(Raw data)
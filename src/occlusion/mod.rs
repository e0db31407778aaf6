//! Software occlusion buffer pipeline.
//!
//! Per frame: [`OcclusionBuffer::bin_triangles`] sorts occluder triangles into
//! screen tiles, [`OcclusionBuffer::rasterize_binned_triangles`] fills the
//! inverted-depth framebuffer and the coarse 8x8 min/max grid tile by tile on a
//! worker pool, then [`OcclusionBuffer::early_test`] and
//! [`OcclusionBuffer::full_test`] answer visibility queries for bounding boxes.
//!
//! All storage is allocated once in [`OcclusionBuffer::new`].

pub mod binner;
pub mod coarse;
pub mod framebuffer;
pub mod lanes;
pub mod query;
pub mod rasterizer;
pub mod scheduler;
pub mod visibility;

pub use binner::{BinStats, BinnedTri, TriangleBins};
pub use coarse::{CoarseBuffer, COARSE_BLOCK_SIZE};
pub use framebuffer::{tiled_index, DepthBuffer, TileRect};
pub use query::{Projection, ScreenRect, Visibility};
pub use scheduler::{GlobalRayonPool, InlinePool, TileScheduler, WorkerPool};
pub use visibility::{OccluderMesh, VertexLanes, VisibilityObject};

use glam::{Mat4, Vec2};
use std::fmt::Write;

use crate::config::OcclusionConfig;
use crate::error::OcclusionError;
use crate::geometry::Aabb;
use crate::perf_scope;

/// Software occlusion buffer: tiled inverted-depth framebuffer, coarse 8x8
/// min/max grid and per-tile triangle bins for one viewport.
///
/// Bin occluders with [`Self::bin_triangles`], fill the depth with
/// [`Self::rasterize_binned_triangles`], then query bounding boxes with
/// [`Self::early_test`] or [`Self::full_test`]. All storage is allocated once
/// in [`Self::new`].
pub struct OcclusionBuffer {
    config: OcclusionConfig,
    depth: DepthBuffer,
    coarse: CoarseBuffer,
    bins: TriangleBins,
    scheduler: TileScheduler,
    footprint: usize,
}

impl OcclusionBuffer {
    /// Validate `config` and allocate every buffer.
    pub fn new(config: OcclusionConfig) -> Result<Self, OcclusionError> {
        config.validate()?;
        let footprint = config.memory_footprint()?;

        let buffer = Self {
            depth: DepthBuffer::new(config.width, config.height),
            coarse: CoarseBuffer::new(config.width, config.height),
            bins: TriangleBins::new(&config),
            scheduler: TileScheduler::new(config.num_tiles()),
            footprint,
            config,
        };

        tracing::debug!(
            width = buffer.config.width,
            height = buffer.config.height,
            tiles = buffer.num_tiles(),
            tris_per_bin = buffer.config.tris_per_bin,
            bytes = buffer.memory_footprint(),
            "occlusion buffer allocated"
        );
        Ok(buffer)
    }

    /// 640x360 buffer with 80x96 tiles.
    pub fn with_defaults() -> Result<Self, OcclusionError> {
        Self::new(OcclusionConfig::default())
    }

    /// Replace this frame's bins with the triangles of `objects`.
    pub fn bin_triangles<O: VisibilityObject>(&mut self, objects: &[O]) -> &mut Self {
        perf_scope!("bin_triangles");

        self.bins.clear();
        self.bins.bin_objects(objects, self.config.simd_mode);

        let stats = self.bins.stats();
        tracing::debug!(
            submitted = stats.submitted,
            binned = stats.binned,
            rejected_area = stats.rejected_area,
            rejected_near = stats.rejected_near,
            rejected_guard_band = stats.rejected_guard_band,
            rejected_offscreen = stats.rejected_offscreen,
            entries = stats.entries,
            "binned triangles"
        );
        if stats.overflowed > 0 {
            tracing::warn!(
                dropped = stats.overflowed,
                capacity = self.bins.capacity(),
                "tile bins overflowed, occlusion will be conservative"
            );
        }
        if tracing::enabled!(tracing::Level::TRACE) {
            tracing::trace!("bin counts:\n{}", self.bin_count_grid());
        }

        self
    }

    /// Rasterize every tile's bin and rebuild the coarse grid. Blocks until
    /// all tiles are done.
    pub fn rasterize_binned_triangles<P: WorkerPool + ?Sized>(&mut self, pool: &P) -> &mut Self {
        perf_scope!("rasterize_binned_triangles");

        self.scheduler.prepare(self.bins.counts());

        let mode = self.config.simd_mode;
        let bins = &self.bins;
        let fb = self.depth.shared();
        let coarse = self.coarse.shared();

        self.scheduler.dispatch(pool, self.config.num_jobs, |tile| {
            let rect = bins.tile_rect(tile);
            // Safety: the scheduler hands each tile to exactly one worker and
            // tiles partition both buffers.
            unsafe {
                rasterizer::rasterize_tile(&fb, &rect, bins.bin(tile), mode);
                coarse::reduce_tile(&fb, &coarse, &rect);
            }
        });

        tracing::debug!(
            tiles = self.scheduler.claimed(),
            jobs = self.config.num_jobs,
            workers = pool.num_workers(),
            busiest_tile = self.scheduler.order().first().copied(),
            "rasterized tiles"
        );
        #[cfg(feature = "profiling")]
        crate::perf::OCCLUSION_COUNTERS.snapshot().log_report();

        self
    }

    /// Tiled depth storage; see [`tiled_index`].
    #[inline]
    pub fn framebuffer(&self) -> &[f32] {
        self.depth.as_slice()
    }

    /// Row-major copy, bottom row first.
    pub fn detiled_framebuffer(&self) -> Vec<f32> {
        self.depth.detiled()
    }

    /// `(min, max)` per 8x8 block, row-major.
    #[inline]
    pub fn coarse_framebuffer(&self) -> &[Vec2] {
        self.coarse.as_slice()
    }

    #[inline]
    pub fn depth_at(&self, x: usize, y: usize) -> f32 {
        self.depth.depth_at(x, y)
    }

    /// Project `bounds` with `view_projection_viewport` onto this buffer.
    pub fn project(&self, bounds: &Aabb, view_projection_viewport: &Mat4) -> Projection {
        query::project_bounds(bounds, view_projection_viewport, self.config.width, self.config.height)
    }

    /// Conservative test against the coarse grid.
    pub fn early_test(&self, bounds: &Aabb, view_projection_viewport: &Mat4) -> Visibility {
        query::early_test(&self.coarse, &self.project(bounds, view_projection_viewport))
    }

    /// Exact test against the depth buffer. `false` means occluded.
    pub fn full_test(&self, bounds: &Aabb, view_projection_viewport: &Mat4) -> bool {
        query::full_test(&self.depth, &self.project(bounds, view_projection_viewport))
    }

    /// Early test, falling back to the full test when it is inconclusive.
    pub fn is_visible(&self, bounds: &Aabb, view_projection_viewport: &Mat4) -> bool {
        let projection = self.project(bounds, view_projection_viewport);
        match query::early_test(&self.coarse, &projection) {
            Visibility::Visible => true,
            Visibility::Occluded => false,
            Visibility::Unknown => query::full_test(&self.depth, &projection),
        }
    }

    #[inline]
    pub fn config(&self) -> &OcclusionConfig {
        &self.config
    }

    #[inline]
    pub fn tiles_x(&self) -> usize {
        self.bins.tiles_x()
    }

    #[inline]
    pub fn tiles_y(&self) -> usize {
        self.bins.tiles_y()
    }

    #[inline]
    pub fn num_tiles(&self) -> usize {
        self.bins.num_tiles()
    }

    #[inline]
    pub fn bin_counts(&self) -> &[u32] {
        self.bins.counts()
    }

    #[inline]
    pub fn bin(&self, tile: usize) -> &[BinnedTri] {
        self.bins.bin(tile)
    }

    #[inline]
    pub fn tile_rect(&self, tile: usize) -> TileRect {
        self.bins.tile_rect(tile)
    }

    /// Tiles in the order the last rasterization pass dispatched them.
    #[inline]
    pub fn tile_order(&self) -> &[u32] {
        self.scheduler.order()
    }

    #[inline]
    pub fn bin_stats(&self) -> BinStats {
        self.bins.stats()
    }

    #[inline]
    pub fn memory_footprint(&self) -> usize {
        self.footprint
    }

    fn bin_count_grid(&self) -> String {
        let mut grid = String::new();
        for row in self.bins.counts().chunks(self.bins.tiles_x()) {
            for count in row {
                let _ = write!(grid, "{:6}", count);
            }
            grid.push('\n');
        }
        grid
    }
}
(End Raw data)
• Requirement: The data above should be copied out with complete accuracy.

• Worked solution:
filename src/occlusion/mod.rs
repository e0db31407778aaf6
//! Software occlusion buffer pipeline.
//!
//! Per frame: [`OcclusionBuffer::bin_triangles`] sorts occluder triangles into
//! screen tiles, [`OcclusionBuffer::rasterize_binned_triangles`] fills the
//! inverted-depth framebuffer and the coarse 8x8 min/max grid tile by tile on a
//! worker pool, then [`OcclusionBuffer::early_test`] and
//! [`OcclusionBuffer::full_test`] answer visibility queries for bounding boxes.
//!
//! All storage is allocated once in [`OcclusionBuffer::new`].

pub mod binner;
pub mod coarse;
pub mod framebuffer;
pub mod lanes;
pub mod query;
pub mod rasterizer;
pub mod scheduler;
pub mod visibility;

pub use binner::{BinStats, BinnedTri, TriangleBins};
pub use coarse::{CoarseBuffer, COARSE_BLOCK_SIZE};
pub use framebuffer::{tiled_index, DepthBuffer, TileRect};
pub use query::{Projection, ScreenRect, Visibility};
pub use scheduler::{GlobalRayonPool, InlinePool, TileScheduler, WorkerPool};
pub use visibility::{OccluderMesh, VertexLanes, VisibilityObject};

use glam::{Mat4, Vec2};
use std::fmt::Write;

use crate::config::OcclusionConfig;
use crate::error::OcclusionError;
use crate::geometry::Aabb;
use crate::perf_scope;

/// Software occlusion buffer: tiled inverted-depth framebuffer, coarse 8x8
/// min/max grid and per-tile triangle bins for one viewport.
///
/// Bin occluders with [`Self::bin_triangles`], fill the depth with
/// [`Self::rasterize_binned_triangles`], then query bounding boxes with
/// [`Self::early_test`] or [`Self::full_test`]. All storage is allocated once
/// in [`Self::new`].
pub struct OcclusionBuffer {
    config: OcclusionConfig,
    depth: DepthBuffer,
    coarse: CoarseBuffer,
    bins: TriangleBins,
    scheduler: TileScheduler,
    footprint: usize,
}

impl OcclusionBuffer {
    /// Validate `config` and allocate every buffer.
    pub fn new(config: OcclusionConfig) -> Result<Self, OcclusionError> {
        config.validate()?;
        let footprint = config.memory_footprint()?;

        let buffer = Self {
            depth: DepthBuffer::new(config.width, config.height),
            coarse: CoarseBuffer::new(config.width, config.height),
            bins: TriangleBins::new(&config),
            scheduler: TileScheduler::new(config.num_tiles()),
            footprint,
            config,
        };

        tracing::debug!(
            width = buffer.config.width,
            height = buffer.config.height,
            tiles = buffer.num_tiles(),
            tris_per_bin = buffer.config.tris_per_bin,
            bytes = buffer.memory_footprint(),
            "occlusion buffer allocated"
        );
        Ok(buffer)
    }

    /// 640x360 buffer with 80x96 tiles.
    pub fn with_defaults() -> Result<Self, OcclusionError> {
        Self::new(OcclusionConfig::default())
    }

    /// Replace this frame's bins with the triangles of `objects`.
    pub fn bin_triangles<O: VisibilityObject>(&mut self, objects: &[O]) -> &mut Self {
        perf_scope!("bin_triangles");

        self.bins.clear();
        self.bins.bin_objects(objects, self.config.simd_mode);

        let stats = self.bins.stats();
        tracing::debug!(
            submitted = stats.submitted,
            binned = stats.binned,
            rejected_area = stats.rejected_area,
            rejected_near = stats.rejected_near,
            rejected_guard_band = stats.rejected_guard_band,
            rejected_offscreen = stats.rejected_offscreen,
            entries = stats.entries,
            "binned triangles"
        );
        if stats.overflowed > 0 {
            tracing::warn!(
                dropped = stats.overflowed,
                capacity = self.bins.capacity(),
                "tile bins overflowed, occlusion will be conservative"
            );
        }
        if tracing::enabled!(tracing::Level::TRACE) {
            tracing::trace!("bin counts:\n{}", self.bin_count_grid());
        }

        self
    }

    /// Rasterize every tile's bin and rebuild the coarse grid. Blocks until
    /// all tiles are done.
    pub fn rasterize_binned_triangles<P: WorkerPool + ?Sized>(&mut self, pool: &P) -> &mut Self {
        perf_scope!("rasterize_binned_triangles");

        self.scheduler.prepare(self.bins.counts());

        let mode = self.config.simd_mode;
        let bins = &self.bins;
        let fb = self.depth.shared();
        let coarse = self.coarse.shared();

        self.scheduler.dispatch(pool, self.config.num_jobs, |tile| {
            let rect = bins.tile_rect(tile);
            // Safety: the scheduler hands each tile to exactly one worker and
            // tiles partition both buffers.
            unsafe {
                rasterizer::rasterize_tile(&fb, &rect, bins.bin(tile), mode);
                coarse::reduce_tile(&fb, &coarse, &rect);
            }
        });

        tracing::debug!(
            tiles = self.scheduler.claimed(),
            jobs = self.config.num_jobs,
            workers = pool.num_workers(),
            busiest_tile = self.scheduler.order().first().copied(),
            "rasterized tiles"
        );
        #[cfg(feature = "profiling")]
        crate::perf::OCCLUSION_COUNTERS.snapshot().log_report();

        self
    }

    /// Tiled depth storage; see [`tiled_index`].
    #[inline]
    pub fn framebuffer(&self) -> &[f32] {
        self.depth.as_slice()
    }

    /// Row-major copy, bottom row first.
    pub fn detiled_framebuffer(&self) -> Vec<f32> {
        self.depth.detiled()
    }

    /// `(min, max)` per 8x8 block, row-major.
    #[inline]
    pub fn coarse_framebuffer(&self) -> &[Vec2] {
        self.coarse.as_slice()
    }

    #[inline]
    pub fn depth_at(&self, x: usize, y: usize) -> f32 {
        self.depth.depth_at(x, y)
    }

    /// Project `bounds` with `view_projection_viewport` onto this buffer.
    pub fn project(&self, bounds: &Aabb, view_projection_viewport: &Mat4) -> Projection {
        query::project_bounds(bounds, view_projection_viewport, self.config.width, self.config.height)
    }

    /// Conservative test against the coarse grid.
    pub fn early_test(&self, bounds: &Aabb, view_projection_viewport: &Mat4) -> Visibility {
        query::early_test(&self.coarse, &self.project(bounds, view_projection_viewport))
    }

    /// Exact test against the depth buffer. `false` means occluded.
    pub fn full_test(&self, bounds: &Aabb, view_projection_viewport: &Mat4) -> bool {
        query::full_test(&self.depth, &self.project(bounds, view_projection_viewport))
    }

    /// Early test, falling back to the full test when it is inconclusive.
    pub fn is_visible(&self, bounds: &Aabb, view_projection_viewport: &Mat4) -> bool {
        let projection = self.project(bounds, view_projection_viewport);
        match query::early_test(&self.coarse, &projection) {
            Visibility::Visible => true,
            Visibility::Occluded => false,
            Visibility::Unknown => query::full_test(&self.depth, &projection),
        }
    }

    #[inline]
    pub fn config(&self) -> &OcclusionConfig {
        &self.config
    }

    #[inline]
    pub fn tiles_x(&self) -> usize {
        self.bins.tiles_x()
    }

    #[inline]
    pub fn tiles_y(&self) -> usize {
        self.bins.tiles_y()
    }

    #[inline]
    pub fn num_tiles(&self) -> usize {
        self.bins.num_tiles()
    }

    #[inline]
    pub fn bin_counts(&self) -> &[u32] {
        self.bins.counts()
    }

    #[inline]
    pub fn bin(&self, tile: usize) -> &[BinnedTri] {
        self.bins.bin(tile)
    }

    #[inline]
    pub fn tile_rect(&self, tile: usize) -> TileRect {
        self.bins.tile_rect(tile)
    }

    /// Tiles in the order the last rasterization pass dispatched them.
    #[inline]
    pub fn tile_order(&self) -> &[u32] {
        self.scheduler.order()
    }

    #[inline]
    pub fn bin_stats(&self) -> BinStats {
        self.bins.stats()
    }

    #[inline]
    pub fn memory_footprint(&self) -> usize {
        self.footprint
    }

    fn bin_count_grid(&self) -> String {
        let mut grid = String::new();
        for row in self.bins.counts().chunks(self.bins.tiles_x()) {
            for count in row {
                let _ = write!(grid, "{:6}", count);
            }
            grid.push('\n');
        }
        grid
    }
}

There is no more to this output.